- [Input for this task]
-- Opening Marker --

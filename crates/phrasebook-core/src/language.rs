use phrasebook_types::Language;

const HANGUL_SYLLABLES: std::ops::RangeInclusive<char> = '\u{AC00}'..='\u{D7A3}';

/// Optional trait for languages written in a non-Latin script
pub trait Romanizer: Send + Sync {
    /// Latin transcription of `text`, characters outside the script pass through
    fn romanize(&self, text: &str) -> String;
}

pub fn is_hangul_syllable(c: char) -> bool {
    HANGUL_SYLLABLES.contains(&c)
}

/// Classify the script of `text`: any Hangul syllable means Korean
pub fn detect_language(text: &str) -> Language {
    if text.chars().any(is_hangul_syllable) {
        Language::Korean
    } else {
        Language::Chinese
    }
}

/// Source and target for `text` when the caller asked for detection
pub fn detect_pair(text: &str) -> (Language, Language) {
    let source = detect_language(text.trim());
    (source, source.opposite())
}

-- Closing Marker --

- [Your task]
The exact lines from the one containing "a non-Latin script" through the end of the listing above are the expected output; include nothing else.

- [Exercise result]
/// Optional trait for languages written in a non-Latin script
pub trait Romanizer: Send + Sync {
    /// Latin transcription of `text`, characters outside the script pass through
    fn romanize(&self, text: &str) -> String;
}

pub fn is_hangul_syllable(c: char) -> bool {
    HANGUL_SYLLABLES.contains(&c)
}

/// Classify the script of `text`: any Hangul syllable means Korean
pub fn detect_language(text: &str) -> Language {
    if text.chars().any(is_hangul_syllable) {
        Language::Korean
    } else {
        Language::Chinese
    }
}

/// Source and target for `text` when the caller asked for detection
pub fn detect_pair(text: &str) -> (Language, Language) {
    let source = detect_language(text.trim());
    (source, source.opposite())
}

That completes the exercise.